- Task item
The expected output is each line below containing "super", copied in full.

- Records from a collection
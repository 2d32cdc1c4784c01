//! Fixed-rate tick loop over every room
//!
//! `GameServer` owns the room store and is the only writer of simulation
//! state. Connections talk to it through `ServerHandle`; commands are drained
//! at each tick boundary, so network tasks never mutate a room directly.

use std::collections::HashMap;
use std::panic::{catch_unwind, AssertUnwindSafe};
use std::sync::Arc;

use tokio::sync::mpsc::error::TryRecvError;
use tokio::sync::{broadcast, mpsc, oneshot};
use tokio::time::{interval, MissedTickBehavior};
use tracing::{debug, error, info, warn};
use uuid::Uuid;

use crate::util::time::{tick_delta, tick_duration};
use crate::ws::protocol::{ClientMsg, ServerMsg};

use super::directory::{RoomDirectory, RoomSummary};
use super::r#match::{EndReason, MatchOutcome, MatchPhase, MatchState};
use super::rules::{RuleSet, Tuning};
use super::snapshot::SnapshotBuilder;
use super::TickInput;

const COMMAND_BUFFER: usize = 1024;
const FEED_BUFFER: usize = 64;

/// Settings shared by every room
#[derive(Debug, Clone)]
pub struct ServerSettings {
    pub tick_rate: u32,
    pub default_rules: RuleSet,
    pub tuning: Tuning,
    pub max_players: usize,
}

/// Join rejections
#[derive(Debug, thiserror::Error)]
pub enum JoinError {
    #[error("Room is full")]
    RoomFull,

    #[error("Game server is not running")]
    Closed,
}

impl JoinError {
    pub fn code(&self) -> &'static str {
        match self {
            JoinError::RoomFull => "room_full",
            JoinError::Closed => "unavailable",
        }
    }
}

pub type JoinReply = Result<broadcast::Receiver<ServerMsg>, JoinError>;

/// Requests from connections to the tick loop
#[derive(Debug)]
pub enum RoomCommand {
    Join {
        room: String,
        player_id: Uuid,
        name: String,
        /// Messages addressed only to this connection
        outbox: mpsc::Sender<ServerMsg>,
        reply: oneshot::Sender<JoinReply>,
    },
    Message {
        room: String,
        player_id: Uuid,
        msg: ClientMsg,
    },
    Leave {
        room: String,
        player_id: Uuid,
    },
}

impl RoomCommand {
    fn room(&self) -> &str {
        match self {
            RoomCommand::Join { room, .. }
            | RoomCommand::Message { room, .. }
            | RoomCommand::Leave { room, .. } => room,
        }
    }
}

/// Cloneable sender side of the tick loop
#[derive(Clone)]
pub struct ServerHandle {
    tx: mpsc::Sender<RoomCommand>,
}

impl ServerHandle {
    /// Register a player and get the room's broadcast feed
    pub async fn join(
        &self,
        room: String,
        player_id: Uuid,
        name: String,
        outbox: mpsc::Sender<ServerMsg>,
    ) -> JoinReply {
        let (reply, response) = oneshot::channel();
        self.tx
            .send(RoomCommand::Join {
                room,
                player_id,
                name,
                outbox,
                reply,
            })
            .await
            .map_err(|_| JoinError::Closed)?;
        response.await.map_err(|_| JoinError::Closed)?
    }

    /// Forward a client message; returns false once the loop is gone
    pub async fn send(&self, room: &str, player_id: Uuid, msg: ClientMsg) -> bool {
        self.tx
            .send(RoomCommand::Message {
                room: room.to_string(),
                player_id,
                msg,
            })
            .await
            .is_ok()
    }

    pub async fn leave(&self, room: &str, player_id: Uuid) {
        let _ = self
            .tx
            .send(RoomCommand::Leave {
                room: room.to_string(),
                player_id,
            })
            .await;
    }
}

/// One room plus its outbound channels
struct RoomSlot {
    state: MatchState,
    feed: broadcast::Sender<ServerMsg>,
    outboxes: HashMap<Uuid, mpsc::Sender<ServerMsg>>,
}

impl RoomSlot {
    fn broadcast(&self, msg: ServerMsg) {
        // No subscribers is fine
        let _ = self.feed.send(msg);
    }

    fn send_to(&self, player_id: Uuid, msg: ServerMsg) {
        if let Some(outbox) = self.outboxes.get(&player_id) {
            if outbox.try_send(msg).is_err() {
                warn!(room = %self.state.code, player_id = %player_id, "Direct message dropped");
            }
        }
    }

    fn announce_end(&self, outcome: MatchOutcome) {
        self.broadcast(ServerMsg::MatchEnded {
            reason: outcome.reason,
            hunter_won: outcome.hunter_won,
        });
    }
}

/// The authoritative tick loop
pub struct GameServer {
    rooms: HashMap<String, RoomSlot>,
    commands: mpsc::Receiver<RoomCommand>,
    directory: Arc<RoomDirectory>,
    settings: ServerSettings,
}

impl GameServer {
    pub fn new(settings: ServerSettings, directory: Arc<RoomDirectory>) -> (Self, ServerHandle) {
        let (tx, commands) = mpsc::channel(COMMAND_BUFFER);
        let server = Self {
            rooms: HashMap::new(),
            commands,
            directory,
            settings,
        };
        (server, ServerHandle { tx })
    }

    /// Run until every `ServerHandle` is dropped
    pub async fn run(mut self) {
        info!(tick_rate = self.settings.tick_rate, "Tick loop started");

        let mut tick_interval = interval(tick_duration(self.settings.tick_rate));
        tick_interval.set_missed_tick_behavior(MissedTickBehavior::Skip);
        let dt = tick_delta(self.settings.tick_rate);

        loop {
            tick_interval.tick().await;

            if !self.drain_commands() {
                break;
            }
            self.tick_rooms(dt);
        }

        info!("Tick loop stopped");
    }

    /// Apply queued commands. Returns false when no handles remain.
    fn drain_commands(&mut self) -> bool {
        loop {
            match self.commands.try_recv() {
                Ok(command) => self.handle_command(command),
                Err(TryRecvError::Empty) => return true,
                Err(TryRecvError::Disconnected) => return false,
            }
        }
    }

    /// Apply one command. A panic while handling it closes that room only.
    fn handle_command(&mut self, command: RoomCommand) {
        let room = command.room().to_string();
        let result = catch_unwind(AssertUnwindSafe(|| self.dispatch(command)));
        if result.is_err() {
            error!(room = %room, "Room command panicked, closing room");
            self.close_faulted(&room);
        }
    }

    fn dispatch(&mut self, command: RoomCommand) {
        match command {
            RoomCommand::Join {
                room,
                player_id,
                name,
                outbox,
                reply,
            } => {
                let result = self.handle_join(room, player_id, name, outbox);
                let _ = reply.send(result);
            }
            RoomCommand::Message {
                room,
                player_id,
                msg,
            } => self.handle_message(&room, player_id, msg),
            RoomCommand::Leave { room, player_id } => self.handle_leave(&room, player_id),
        }
    }

    fn handle_join(
        &mut self,
        room: String,
        player_id: Uuid,
        name: String,
        outbox: mpsc::Sender<ServerMsg>,
    ) -> JoinReply {
        if let Some(slot) = self.rooms.get(&room) {
            if slot.state.players.len() >= self.settings.max_players {
                warn!(room = %room, player_id = %player_id, "Join rejected, room full");
                return Err(JoinError::RoomFull);
            }
        }

        let settings = &self.settings;
        let slot = self.rooms.entry(room.clone()).or_insert_with(|| {
            let seed = rand::random::<u64>();
            info!(room = %room, seed, "Room created");
            RoomSlot {
                state: MatchState::new(
                    room.clone(),
                    seed,
                    settings.default_rules,
                    settings.tuning.clone(),
                ),
                feed: broadcast::channel(FEED_BUFFER).0,
                outboxes: HashMap::new(),
            }
        });

        let host = slot.state.add_player(player_id, name.clone()).host;
        let feed = slot.feed.subscribe();
        slot.outboxes.insert(player_id, outbox);

        slot.send_to(
            player_id,
            ServerMsg::Init {
                id: player_id,
                field_width: slot.state.tuning.field_width,
                field_height: slot.state.tuning.field_height,
                obstacles: slot.state.obstacles.clone(),
                host,
            },
        );
        slot.broadcast(ServerMsg::PlayerJoined {
            id: player_id,
            name,
        });
        self.directory.publish(RoomSummary::of(&slot.state));

        Ok(feed)
    }

    fn handle_message(&mut self, room: &str, player_id: Uuid, msg: ClientMsg) {
        let Some(slot) = self.rooms.get_mut(room) else {
            debug!(room = %room, player_id = %player_id, "Message for unknown room ignored");
            return;
        };

        match msg {
            ClientMsg::Join { .. } => {
                debug!(room = %room, player_id = %player_id, "Duplicate join ignored");
            }
            ClientMsg::Input {
                dx,
                dy,
                sprint,
                shoot,
                aim_x,
                aim_y,
                slot: active_slot,
            } => {
                if slot.state.phase != MatchPhase::Playing {
                    return;
                }
                let tuning = &slot.state.tuning;
                let input = TickInput {
                    dx: finite_or_zero(dx).clamp(-1.0, 1.0),
                    dy: finite_or_zero(dy).clamp(-1.0, 1.0),
                    sprint,
                    shoot,
                    aim_x: finite_or_zero(aim_x).clamp(0.0, tuning.field_width),
                    aim_y: finite_or_zero(aim_y).clamp(0.0, tuning.field_height),
                    slot: active_slot,
                };
                slot.state.set_input(player_id, input);
            }
            ClientMsg::StartMatch { rules } => {
                match slot.state.start_match(player_id, rules.as_ref()) {
                    Ok(start) => slot.broadcast(ServerMsg::MatchStarted {
                        hunter_id: start.hunter_id,
                        timer: start.timer,
                        rules: start.rules,
                        obstacles: start.obstacles,
                    }),
                    Err(e) => {
                        warn!(room = %room, player_id = %player_id, error = %e, "Start rejected");
                        slot.send_to(
                            player_id,
                            ServerMsg::Error {
                                code: e.code().to_string(),
                                message: e.to_string(),
                            },
                        );
                    }
                }
            }
            ClientMsg::ReturnToLobby => {
                if let Err(e) = slot.state.return_to_lobby(player_id) {
                    warn!(room = %room, player_id = %player_id, error = %e, "Reset rejected");
                    slot.send_to(
                        player_id,
                        ServerMsg::Error {
                            code: e.code().to_string(),
                            message: e.to_string(),
                        },
                    );
                }
            }
            ClientMsg::Leave => self.handle_leave(room, player_id),
        }
    }

    fn handle_leave(&mut self, room: &str, player_id: Uuid) {
        let Some(slot) = self.rooms.get_mut(room) else {
            return;
        };
        if slot.outboxes.remove(&player_id).is_none() {
            return;
        }

        let outcome = slot.state.remove_player(player_id);
        slot.broadcast(ServerMsg::PlayerLeft {
            id: player_id,
            reason: "disconnected".to_string(),
        });
        if let Some(outcome) = outcome {
            slot.announce_end(outcome);
        }

        if slot.state.players.is_empty() {
            self.rooms.remove(room);
            self.directory.remove(room);
            info!(room = %room, "Room closed");
        } else {
            self.directory.publish(RoomSummary::of(&slot.state));
        }
    }

    /// Tick every room. A panic in one room closes that room only.
    fn tick_rooms(&mut self, dt: f32) {
        let mut faulted = Vec::new();

        for (code, slot) in self.rooms.iter_mut() {
            let result = catch_unwind(AssertUnwindSafe(|| {
                let output = slot.state.tick(dt);
                let snapshot = SnapshotBuilder::build(&slot.state, output.events);
                (snapshot, output.ended)
            }));

            match result {
                Ok((snapshot, ended)) => {
                    slot.broadcast(snapshot);
                    if let Some(outcome) = ended {
                        slot.announce_end(outcome);
                    }
                    self.directory.publish(RoomSummary::of(&slot.state));
                }
                Err(_) => {
                    error!(room = %code, tick = slot.state.tick, "Room tick panicked, closing room");
                    faulted.push(code.clone());
                }
            }
        }

        for code in faulted {
            self.close_faulted(&code);
        }
    }

    /// Drop a room whose state can no longer be trusted
    fn close_faulted(&mut self, code: &str) {
        if let Some(slot) = self.rooms.remove(code) {
            slot.announce_end(MatchOutcome {
                reason: EndReason::InternalError,
                hunter_won: false,
            });
        }
        self.directory.remove(code);
    }
}

fn finite_or_zero(value: f32) -> f32 {
    if value.is_finite() {
        value
    } else {
        0.0
    }
}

- Output of the task
use super::directory::{RoomDirectory, RoomSummary};
use super::r#match::{EndReason, MatchOutcome, MatchPhase, MatchState};
use super::rules::{RuleSet, Tuning};
use super::snapshot::SnapshotBuilder;
use super::TickInput;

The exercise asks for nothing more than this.